Kim Fupz Aakeson, Hans Petter Moland, Stellan Skarsgård und Moderator

"Hä?"

Kumpels: Hans Petter Moland und Stellan Skarsgård

Zum Abschluss des Tages hetzte ich zur „Stadthalle“ zurück. Diesmal war ich so früh da, dass ich als sechster in der Reihe stand, die auf Einlass ins Kino wartete – 55 Minuten vor Filmbeginn!

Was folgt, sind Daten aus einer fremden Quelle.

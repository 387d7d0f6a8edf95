//! The sliding strip of generated rows
//!
//! Owns every live lily pad. Rows are generated ahead of the actor in
//! batches and culled once they fall far enough behind. Changes are queued
//! so the renderer can create and release pad visuals.

use std::collections::BTreeMap;
use std::ops::RangeInclusive;

use rand::Rng;
use serde::{Deserialize, Serialize};

use super::lane::Lane;
use super::row_gen::{GeneratedRow, full_row, generate_row};
use crate::settings::Tuning;

/// A lily pad: a safe landing spot
#[derive(Debug, Clone, PartialEq, Serialize, Deserialize)]
pub struct Platform {
    pub lane: Lane,
    pub row: u32,
    /// False once the pad has been culled
    pub active: bool,
    /// Lightness offset applied to the pad color (cosmetic)
    pub tint: f32,
    /// Carries a flower ornament (cosmetic)
    pub flower: bool,
}

impl Platform {
    pub fn new(lane: Lane, row: u32) -> Self {
        Self {
            lane,
            row,
            active: true,
            tint: 0.0,
            flower: false,
        }
    }

    /// A pad with randomized decoration
    pub fn decorated<R: Rng + ?Sized>(lane: Lane, row: u32, tuning: &Tuning, rng: &mut R) -> Self {
        let tint = (rng.random::<f32>() - 0.5) * tuning.tint_jitter;
        let flower = rng.random_bool(tuning.flower_chance);
        Self {
            tint,
            flower,
            ..Self::new(lane, row)
        }
    }
}

/// Pad lifecycle notifications for the renderer
#[derive(Debug, Clone, PartialEq, Serialize, Deserialize)]
pub enum WorldChange {
    Added(Platform),
    Removed(Platform),
    /// Everything previously added is gone
    Cleared,
}

/// Sliding window of generated rows
#[derive(Debug, Clone)]
pub struct WorldStrip {
    /// Live pads keyed by (row, lane); the key enforces one pad per cell
    platforms: BTreeMap<(u32, Lane), Platform>,
    /// Guaranteed lane of every live row
    path: BTreeMap<u32, Lane>,
    /// Guaranteed lane of the last generated row
    cursor: Lane,
    furthest_row: Option<u32>,
    changes: Vec<WorldChange>,
}

impl Default for WorldStrip {
    fn default() -> Self {
        Self::new()
    }
}

impl WorldStrip {
    /// Create an empty strip
    pub fn new() -> Self {
        Self {
            platforms: BTreeMap::new(),
            path: BTreeMap::new(),
            cursor: Lane::Center,
            furthest_row: None,
            changes: Vec::new(),
        }
    }

    /// Discard everything and build the starting window
    pub fn initialize<R: Rng + ?Sized>(&mut self, tuning: &Tuning, rng: &mut R) {
        if !self.platforms.is_empty() {
            self.platforms.clear();
            self.changes.push(WorldChange::Cleared);
        }
        self.path.clear();
        self.cursor = Lane::Center;
        self.furthest_row = None;

        for row in 0..tuning.safe_rows {
            let generated = full_row(row, self.cursor, tuning, rng);
            self.insert_row(generated);
        }
        for row in tuning.safe_rows..tuning.initial_rows {
            let generated = generate_row(row, self.cursor, tuning, rng);
            self.insert_row(generated);
        }

        log::info!(
            "World initialized: {} pads over {} rows",
            self.platforms.len(),
            tuning.initial_rows
        );
    }

    /// Generate rows `from_row + 1 ..= from_row + count`, continuing the path
    pub fn extend<R: Rng + ?Sized>(
        &mut self,
        from_row: u32,
        count: u32,
        tuning: &Tuning,
        rng: &mut R,
    ) -> RangeInclusive<u32> {
        let rows = from_row + 1..=from_row + count;
        for row in rows.clone() {
            let generated = generate_row(row, self.cursor, tuning, rng);
            self.insert_row(generated);
        }
        log::debug!("World extended: rows {}..={}", rows.start(), rows.end());
        rows
    }

    /// Drop every pad with `row < actor_row - margin`; returns how many went
    pub fn cull(&mut self, actor_row: u32, margin: u32) -> usize {
        let threshold = actor_row.saturating_sub(margin);

        let kept = self.platforms.split_off(&(threshold, Lane::Left));
        let culled = std::mem::replace(&mut self.platforms, kept);
        let kept_path = self.path.split_off(&threshold);
        self.path = kept_path;

        let count = culled.len();
        for (_, mut platform) in culled {
            platform.active = false;
            self.changes.push(WorldChange::Removed(platform));
        }
        if count > 0 {
            log::debug!("Culled {} pads behind row {}", count, threshold);
        }
        count
    }

    /// Is there a live pad at (lane, row)?
    #[inline]
    pub fn has_platform_at(&self, lane: Lane, row: u32) -> bool {
        self.platforms.contains_key(&(row, lane))
    }

    /// Live pads ordered by row, then lane
    pub fn platforms(&self) -> impl Iterator<Item = &Platform> {
        self.platforms.values()
    }

    pub fn len(&self) -> usize {
        self.platforms.len()
    }

    pub fn is_empty(&self) -> bool {
        self.platforms.is_empty()
    }

    /// Furthest generated row (tracked incrementally)
    pub fn furthest_row(&self) -> Option<u32> {
        self.furthest_row
    }

    /// Guaranteed lane of the last generated row
    #[cfg(test)]
    pub fn cursor(&self) -> Lane {
        self.cursor
    }

    /// Guaranteed lane of a live row
    pub fn guaranteed_lane(&self, row: u32) -> Option<Lane> {
        self.path.get(&row).copied()
    }

    /// Place a pad directly (used to build fixed layouts)
    pub fn insert_platform(&mut self, platform: Platform) {
        self.furthest_row = Some(self.furthest_row.map_or(platform.row, |f| f.max(platform.row)));
        if let Some(old) = self.platforms.insert((platform.row, platform.lane), platform.clone()) {
            self.changes.push(WorldChange::Removed(Platform {
                active: false,
                ..old
            }));
        }
        self.changes.push(WorldChange::Added(platform));
    }

    /// Take queued pad notifications
    pub fn drain_changes(&mut self) -> Vec<WorldChange> {
        std::mem::take(&mut self.changes)
    }

    fn insert_row(&mut self, generated: GeneratedRow) {
        debug_assert!(
            generated.guaranteed.distance(self.cursor) <= 1,
            "guaranteed path broken at row {}",
            generated.row
        );
        self.cursor = generated.guaranteed;
        self.path.insert(generated.row, generated.guaranteed);
        for platform in generated.platforms {
            self.insert_platform(platform);
        }
        // A row without pads still counts as generated
        self.furthest_row = Some(self.furthest_row.map_or(generated.row, |f| f.max(generated.row)));
    }
}

#[cfg(test)]
mod tests {
    use super::*;
    use proptest::prelude::*;
    use rand::SeedableRng;
    use rand_pcg::Pcg32;

    fn world(seed: u64) -> (WorldStrip, Pcg32, Tuning) {
        let tuning = Tuning::default();
        let mut rng = Pcg32::seed_from_u64(seed);
        let mut world = WorldStrip::new();
        world.initialize(&tuning, &mut rng);
        (world, rng, tuning)
    }

    fn rows_present(world: &WorldStrip) -> Vec<u32> {
        let mut rows: Vec<u32> = world.platforms().map(|p| p.row).collect();
        rows.dedup();
        rows
    }

    #[test]
    fn test_initialize_safe_zone() {
        let (world, _, _) = world(42);
        for row in 0..3 {
            for lane in Lane::ALL {
                assert!(world.has_platform_at(lane, row), "missing {:?} at row {}", lane, row);
            }
        }
        assert_eq!(rows_present(&world), (0..20).collect::<Vec<_>>());
        assert_eq!(world.furthest_row(), Some(19));
    }

    #[test]
    fn test_initialize_path_is_reachable() {
        let (world, _, _) = world(9);
        let mut prev = Lane::Center;
        for row in 0..20 {
            let lane = world.guaranteed_lane(row).unwrap();
            assert!(lane.distance(prev) <= 1);
            assert!(world.has_platform_at(lane, row));
            prev = lane;
        }
        assert_eq!(world.cursor(), prev);
    }

    #[test]
    fn test_reinitialize_clears() {
        let (mut world, mut rng, tuning) = world(1);
        world.extend(19, 5, &tuning, &mut rng);
        world.drain_changes();

        world.initialize(&tuning, &mut rng);
        let changes = world.drain_changes();
        assert_eq!(changes.first(), Some(&WorldChange::Cleared));
        assert_eq!(world.furthest_row(), Some(19));
        assert!(world.platforms().all(|p| p.row < 20));
    }

    #[test]
    fn test_extend_adds_rows_beyond_furthest() {
        let (mut world, mut rng, tuning) = world(5);
        let furthest = world.furthest_row().unwrap();
        let rows = world.extend(furthest, 5, &tuning, &mut rng);
        assert_eq!(rows, 20..=24);
        assert_eq!(world.furthest_row(), Some(24));
        assert_eq!(rows_present(&world), (0..25).collect::<Vec<_>>());
        // Path continues across the batch boundary
        assert!(world.guaranteed_lane(20).unwrap().distance(world.guaranteed_lane(19).unwrap()) <= 1);
    }

    #[test]
    fn test_cull_threshold() {
        let (mut world, _, _) = world(77);
        let before: Vec<Platform> = world.platforms().filter(|p| p.row >= 5).cloned().collect();
        world.drain_changes();

        let removed = world.cull(10, 5);
        assert!(removed > 0);
        assert!(world.platforms().all(|p| p.row >= 5));
        for p in &before {
            assert!(world.has_platform_at(p.lane, p.row));
        }
        assert_eq!(world.guaranteed_lane(4), None);
        assert!(world.guaranteed_lane(5).is_some());

        let changes = world.drain_changes();
        assert_eq!(changes.len(), removed);
        assert!(changes.iter().all(|c| matches!(c, WorldChange::Removed(p) if !p.active && p.row < 5)));
    }

    #[test]
    fn test_cull_near_start_is_noop() {
        let (mut world, _, _) = world(2);
        let count = world.len();
        assert_eq!(world.cull(3, 5), 0);
        assert_eq!(world.len(), count);
    }

    #[test]
    fn test_insert_platform_replaces_cell() {
        let mut world = WorldStrip::new();
        world.insert_platform(Platform::new(Lane::Left, 4));
        world.insert_platform(Platform::new(Lane::Left, 4));
        assert_eq!(world.len(), 1);
        assert_eq!(world.furthest_row(), Some(4));
        let changes = world.drain_changes();
        assert_eq!(changes.len(), 3);
        assert!(matches!(changes[1], WorldChange::Removed(_)));
    }

    proptest! {
        #[test]
        fn cull_keeps_everything_at_or_ahead(seed in any::<u64>(), actor_row in 0u32..40, margin in 0u32..10) {
            let (mut world, mut rng, tuning) = world(seed);
            world.extend(19, 20, &tuning, &mut rng);
            let threshold = actor_row.saturating_sub(margin);
            let expected: Vec<Platform> = world.platforms().filter(|p| p.row >= threshold).cloned().collect();

            world.cull(actor_row, margin);

            let remaining: Vec<Platform> = world.platforms().cloned().collect();
            prop_assert_eq!(remaining, expected);
        }

        #[test]
        fn generated_rows_are_populated(seed in any::<u64>()) {
            let (world, _, _) = world(seed);
            for row in 3..20 {
                prop_assert!(Lane::ALL.iter().any(|&lane| world.has_platform_at(lane, row)));
            }
        }
    }
}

Der Film meiner Wahl war der norwegische „Home For Christmas“.

Vor dem Hauptfilm wurde noch der schwedische Kurzfilm „Zwischenfall vor einer Bank“(Händelse vid bank) gezeigt, der schon den Kurzfilmwettbewerb der Berlinale gewonnen hatte. Der Film wird von einer einzigen Kameraposition erzählt. Die Kamera schwenkt zwar ab und zu und manchmal wird langsam gezoomt, aber man bleibt immer auf Distanz. In Echtzeit sieht man eine Straße und Passanten. Zwei junge Männer treffen sich, ab und zu fährt ein Karneval(?)-Wagen durchs Bild. Plötzlich erscheinen zwei Männer auf Motorrädern. Umständlich versuchen sie eine Bank zu überfallen, bemerken aber, dass sie im falschen Gebäude sind. Daraufhin fahren sie zur richtigen Bank, nur einige Meter weiter. Dabei werden sie von Passanten beobachtet, die aber – wie die Kamera, die das Auge des Zuschauers ist – passiv bleiben, den Zwischenfall nur beobachten und zynisch kommentieren. Ein rundum gelungener Film mit tiefgründigem Humor, aber auch einer zweiten Ebene, die das Verhalten der Zuschauer, sowohl der im Kino, wie auf denen auf der Leinwand, hinterfragt.

Dann folgte der gänzlich anders geartete Weihnachtsfilm „Home For Christmas“ (Hjem til jul) vom „O’Horton“ und „Kitchen Stories“-Regisseur Bent Hamer. Leider ist dieser Spielfilm aber auch gleichzeitig der schwächste, den ich in Lübeck gesehen habe. Das heißt nun nicht, dass er ein Totalausfall gewesen wäre. Er unterhält ganz leidlich, ist aber bei nähere Betrachtung ist er ein großes, aufgeblasenes Nichts. Der Film webt fünf Episoden zusammen, die alle gemeinsam in einer Weihnachtsnacht spielen. Das Problem ist nur, dass zwei diese Episoden gerade mal ein erzählerisches Potential für einen maximal 10-minütigen Kurzfilm haben. Die drei anderen sogar noch für weniger. Der Film geht allerdings 90 Minuten, so das sich die dünnen Geschichtchen ziemlich ziehen und man sich am Ende fragt, was das jetzt sollte. Immerhin trauert man nicht verschwendeter Lebenszeit hinterher und dem Film gelingt es ganz gut, ein weihnachtliche Stimmung zu zaubern. Aber reicht das wirklich aus? Ärgerlich ist allerdings der unpassende Prolog, der während des Balkankrieges spielt und am Ende des Filmes eine ziemlich unbefriedigende und konstruierte Auflösung erfährt. Diese Sequenz ist ein Fremdkörper, da sie nicht im Geringsten zum restlichen Film passt (weder von der Optik, noch von der Geschichte her) und willkürlich angepappt wirkt.

Müde schleppte ich mich zurück ins Hotel. Der zweite Tag war vorbei.